On the flight back, we both watched Sideways. I was struck by how insufferable and boring Miles was—his only redeeming quality is that he sort of, vaguely, silently, disapproves of Jack cheating on his fiancée the week before their wedding. Makes you think that Maya’s marbles weren’t all there, since she seems to find Miles intriguing solely because he’s a writer, and because he wrote a book that was too long for anyone but her to want to read it. Don’t read anything a man hands you from the back of his Saab!

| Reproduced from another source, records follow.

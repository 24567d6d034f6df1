//! Warden Endpoint Agent
//!
//! Converges local workload endpoints and reports their status.
//!
//! ## Architecture
//!
//! - **Managers**: one per IP family, each owning one actor per endpoint
//! - **Backends**: kernel calls in production, recording mocks in dry-run mode
//! - **Status loop**: logs every status transition published by the actors

use std::sync::Arc;

use anyhow::{Context, Result};
use tracing::{error, info};
use tracing_subscriber::{layer::SubscriberExt, util::SubscriberInitExt, EnvFilter};

use warden_agent::actors::{Backends, EndpointManager, EndpointSettings, MailboxConfig};
use warden_agent::collaborators::{NoopDispatch, NoopNat};
use warden_agent::config::Config;
use warden_agent::devices::{DeviceBackend, LinuxDevices, MockDevices};
use warden_agent::firewall::{FirewallBackend, IptablesUpdater, MockFirewall};
use warden_agent::model::{load_snapshot, IpFamily};
use warden_agent::status::{ChannelStatusReporter, StatusReporter};

#[tokio::main]
async fn main() -> Result<()> {
    let config = Config::from_env().context("Failed to load configuration")?;

    // Initialize tracing
    tracing_subscriber::registry()
        .with(EnvFilter::try_from_default_env().unwrap_or_else(|_| config.log_level.clone().into()))
        .with(tracing_subscriber::fmt::layer().json())
        .init();

    info!("Starting warden endpoint agent");
    info!(
        iface_prefix = %config.iface_prefix,
        ipv6_enabled = config.ipv6_enabled,
        report_endpoint_status = config.report_endpoint_status,
        dry_run = config.dry_run,
        "Configuration loaded"
    );

    let (reporter, mut status_rx) = ChannelStatusReporter::new();
    let reporter: Arc<dyn StatusReporter> = Arc::new(reporter);
    let devices: Arc<dyn DeviceBackend> = if config.dry_run {
        Arc::new(MockDevices::new())
    } else {
        Arc::new(LinuxDevices::new())
    };

    let build_manager = |family: IpFamily| {
        let firewall: Arc<dyn FirewallBackend> = if config.dry_run {
            Arc::new(MockFirewall::new())
        } else {
            Arc::new(IptablesUpdater::new(family))
        };
        let backends = Backends {
            devices: Arc::clone(&devices),
            firewall,
            dispatch: Arc::new(NoopDispatch),
            nat: Arc::new(NoopNat),
            status: Arc::clone(&reporter),
        };
        let settings = EndpointSettings {
            family,
            iface_prefix: config.iface_prefix.clone(),
            report_status: config.report_endpoint_status,
        };
        let mailbox = MailboxConfig {
            max_batch_size: config.max_batch_size,
        };
        EndpointManager::new(settings, backends, mailbox)
    };

    let mut v4 = build_manager(IpFamily::V4);
    let mut v6 = config.ipv6_enabled.then(|| build_manager(IpFamily::V6));

    if let Some(path) = &config.endpoints_file {
        let snapshot = load_snapshot(path)?;
        info!(path = %path.display(), endpoints = snapshot.len(), "Loaded endpoint snapshot");
        v4.apply_snapshot(snapshot.clone())?;
        if let Some(v6) = v6.as_mut() {
            v6.apply_snapshot(snapshot)?;
        }
    }

    loop {
        tokio::select! {
            _ = tokio::signal::ctrl_c() => {
                info!("Received shutdown signal");
                break;
            }
            Some(update) = status_rx.recv() => {
                info!(
                    endpoint_id = %update.endpoint_id,
                    family = %update.family,
                    status = update.status.map(|s| s.as_str()).unwrap_or("none"),
                    "Endpoint status changed"
                );
            }
            Some(notice) = v4.next_cleanup() => {
                if let Err(e) = v4.handle_cleanup(notice) {
                    error!(error = %e, "Failed to resume endpoint after cleanup");
                }
            }
            Some(notice) = next_cleanup(v6.as_mut()) => {
                if let Some(v6) = v6.as_mut() {
                    if let Err(e) = v6.handle_cleanup(notice) {
                        error!(error = %e, "Failed to resume endpoint after cleanup");
                    }
                }
            }
        }
    }

    v4.shutdown().await;
    if let Some(v6) = v6.as_mut() {
        v6.shutdown().await;
    }

    info!("Endpoint agent shutdown complete");
    Ok(())
}

async fn next_cleanup(
    manager: Option<&mut EndpointManager>,
) -> Option<warden_agent::actors::CleanupNotice> {
    match manager {
        Some(manager) => manager.next_cleanup().await,
        None => std::future::pending().await,
    }
}
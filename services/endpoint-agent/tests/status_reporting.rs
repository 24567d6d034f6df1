//! Integration tests: status transition reporting.
//!
//! Endpoints report status only on transitions, withdraw it on teardown, and
//! stay silent when reporting is disabled.

use std::sync::Arc;

use warden_agent::actors::{Backends, EndpointManager, EndpointSettings, MailboxConfig};
use warden_agent::collaborators::{NoopDispatch, NoopNat};
use warden_agent::devices::MockDevices;
use warden_agent::firewall::MockFirewall;
use warden_agent::model::{EndpointDescriptor, IpFamily};
use warden_agent::status::{ChannelStatusReporter, StatusReporter, StatusUpdate};
use warden_id::EndpointId;
use warden_reconcile::{AdminState, EndpointStatus};

fn manager(
    reporter: Arc<dyn StatusReporter>,
    firewall: Arc<MockFirewall>,
    report_status: bool,
) -> EndpointManager {
    let backends = Backends {
        devices: Arc::new(MockDevices::new()),
        firewall,
        dispatch: Arc::new(NoopDispatch),
        nat: Arc::new(NoopNat),
        status: reporter,
    };
    let settings = EndpointSettings {
        family: IpFamily::V4,
        iface_prefix: "tap".to_string(),
        report_status,
    };
    EndpointManager::new(settings, backends, MailboxConfig::default())
}

fn endpoint_id() -> EndpointId {
    EndpointId::new("host1", "k8s", "default.pod", "eth0").unwrap()
}

fn descriptor(state: AdminState) -> EndpointDescriptor {
    EndpointDescriptor::new("tap1234", "aa:bb:cc:dd:ee:ff")
        .with_state(state)
        .with_net("10.0.0.5/32".parse().unwrap())
}

fn drain(rx: &mut tokio::sync::mpsc::UnboundedReceiver<StatusUpdate>) -> Vec<Option<EndpointStatus>> {
    let mut statuses = Vec::new();
    while let Ok(update) = rx.try_recv() {
        assert_eq!(update.endpoint_id, endpoint_id());
        assert_eq!(update.family, IpFamily::V4);
        statuses.push(update.status);
    }
    statuses
}

#[tokio::test]
async fn test_status_follows_transitions() {
    let (reporter, mut rx) = ChannelStatusReporter::new();
    let firewall = Arc::new(MockFirewall::new());
    let mut manager = manager(Arc::new(reporter), firewall.clone(), true);

    let steps = [
        (descriptor(AdminState::Active), Some(EndpointStatus::Up)),
        (descriptor(AdminState::Active), None),
        (descriptor(AdminState::Inactive), Some(EndpointStatus::Down)),
        (descriptor(AdminState::Active), Some(EndpointStatus::Up)),
    ];

    for (descriptor, expected) in steps {
        manager
            .on_endpoint_update(endpoint_id(), Some(descriptor), false)
            .unwrap()
            .unwrap()
            .wait()
            .await
            .unwrap();
        let expected: Vec<Option<EndpointStatus>> = expected.into_iter().map(Some).collect();
        assert_eq!(drain(&mut rx), expected);
    }

    firewall.set_fail(true);
    manager
        .on_endpoint_update(endpoint_id(), Some(descriptor(AdminState::Active)), true)
        .unwrap()
        .unwrap()
        .wait()
        .await
        .unwrap();
    assert_eq!(drain(&mut rx), vec![Some(EndpointStatus::Error)]);

    manager
        .on_endpoint_update(endpoint_id(), None, false)
        .unwrap()
        .unwrap()
        .wait()
        .await
        .unwrap();
    assert_eq!(drain(&mut rx), vec![None]);
}

#[tokio::test]
async fn test_status_disabled_reports_nothing() {
    let (reporter, mut rx) = ChannelStatusReporter::new();
    let mut manager = manager(Arc::new(reporter), Arc::new(MockFirewall::new()), false);

    manager
        .on_endpoint_update(endpoint_id(), Some(descriptor(AdminState::Active)), false)
        .unwrap()
        .unwrap()
        .wait()
        .await
        .unwrap();
    manager
        .on_endpoint_update(endpoint_id(), None, false)
        .unwrap()
        .unwrap()
        .wait()
        .await
        .unwrap();

    assert!(drain(&mut rx).is_empty());
    assert!(manager.next_cleanup().await.is_some());
}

Kaitlyn: I have always said that it would make me so sad to be Paul Giamatti’s character in Sideways: Thomas Haden Church using me, ignoring me, ruining my favorite restaurant, then crashing my car on purpose to cover up his own misdeeds. But watching Sideways again on the plane, I realized that Jack is not that bad of a friend after all. He is awful to most women but he is supportive of Miles’s writing career, he was nice to Miles’s mom, and he is really funny when he chases those guys on the golf course. And Miles is a poor sport for most of Jack’s bachelor trip, making everything about himself—his failed marriage and his snobby opinions.

I guess if I learned anything by going “sideways,” it’s that I would rather be a Jack than a Miles. Also, I am actually very young, even though I tend to feel old. It will be so many years until my first divorce. And then? Who knows, maybe it will be time for me and Lizzie to “do” Sideways again.

Lizzie: I’ll find my scratch-and-sniff book by then.